▸ **WHAT YOU WILL DO**
For this exercise, transcribe all of the records exactly as given.

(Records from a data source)
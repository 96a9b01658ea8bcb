//! 에러 타입 정의
//!
//! 코어 파이프라인의 에러 분류입니다. 모든 에러는 파이프라인 경계에서
//! 사용자에게 안전한 포르투갈어 메시지로 변환됩니다.

use thiserror::Error;

/// 가이드 코어 에러 분류
#[derive(Debug, Error)]
pub enum GuideError {
    /// 패시지/이미지 컬렉션이 없거나 비어 있음
    #[error("collection '{collection}' unavailable: {reason}")]
    StoreUnavailable { collection: String, reason: String },

    /// 분류 호출 실패 (로컬에서 'geral' 폴백으로 복구됨)
    #[error("classification failed: {0}")]
    ClassificationFailure(String),

    /// 응답 생성 실패
    #[error("generation failed: {0}")]
    GenerationFailure(String),

    /// 응답 생성 타임아웃 (재시도 가능)
    #[error("generation timed out")]
    GenerationTimeout,

    /// 이미지 페이로드를 유효한 픽셀 지오메트리로 복원할 수 없음
    #[error("image {id} cannot be rendered (payload of {len} values)")]
    UnrenderableImage { id: String, len: usize },
}

impl GuideError {
    /// StoreUnavailable 에러 생성 헬퍼
    pub fn store_unavailable(collection: &str, reason: impl Into<String>) -> Self {
        Self::StoreUnavailable {
            collection: collection.to_string(),
            reason: reason.into(),
        }
    }
}

// ============================================================================
// Tests
// ============================================================================

#[cfg(test)]
mod tests {
    use super::*;

    #[test]
    fn test_store_unavailable_display() {
        let err = GuideError::store_unavailable("passagens", "empty collection");
        let msg = err.to_string();
        assert!(msg.contains("passagens"));
        assert!(msg.contains("empty collection"));
    }

    #[test]
    fn test_unrenderable_display() {
        let err = GuideError::UnrenderableImage {
            id: "abc".to_string(),
            len: 7,
        };
        assert!(err.to_string().contains("abc"));
    }
}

▸ **EXPECTED ANSWER**
repository 96a9b01658ea8bcb
//! 에러 타입 정의
//!
//! 코어 파이프라인의 에러 분류입니다. 모든 에러는 파이프라인 경계에서
//! 사용자에게 안전한 포르투갈어 메시지로 변환됩니다.

use thiserror::Error;

/// 가이드 코어 에러 분류
#[derive(Debug, Error)]
pub enum GuideError {
    /// 패시지/이미지 컬렉션이 없거나 비어 있음
    #[error("collection '{collection}' unavailable: {reason}")]
    StoreUnavailable { collection: String, reason: String },

    /// 분류 호출 실패 (로컬에서 'geral' 폴백으로 복구됨)
    #[error("classification failed: {0}")]
    ClassificationFailure(String),

    /// 응답 생성 실패
    #[error("generation failed: {0}")]
    GenerationFailure(String),

    /// 응답 생성 타임아웃 (재시도 가능)
    #[error("generation timed out")]
    GenerationTimeout,

    /// 이미지 페이로드를 유효한 픽셀 지오메트리로 복원할 수 없음
    #[error("image {id} cannot be rendered (payload of {len} values)")]
    UnrenderableImage { id: String, len: usize },
}

impl GuideError {
    /// StoreUnavailable 에러 생성 헬퍼
    pub fn store_unavailable(collection: &str, reason: impl Into<String>) -> Self {
        Self::StoreUnavailable {
            collection: collection.to_string(),
            reason: reason.into(),
        }
    }
}

// ============================================================================
// Tests
// ============================================================================

#[cfg(test)]
mod tests {
    use super::*;

    #[test]
    fn test_store_unavailable_display() {
        let err = GuideError::store_unavailable("passagens", "empty collection");
        let msg = err.to_string();
        assert!(msg.contains("passagens"));
        assert!(msg.contains("empty collection"));
    }

    #[test]
    fn test_unrenderable_display() {
        let err = GuideError::UnrenderableImage {
            id: "abc".to_string(),
            len: 7,
        };
        assert!(err.to_string().contains("abc"));
    }
}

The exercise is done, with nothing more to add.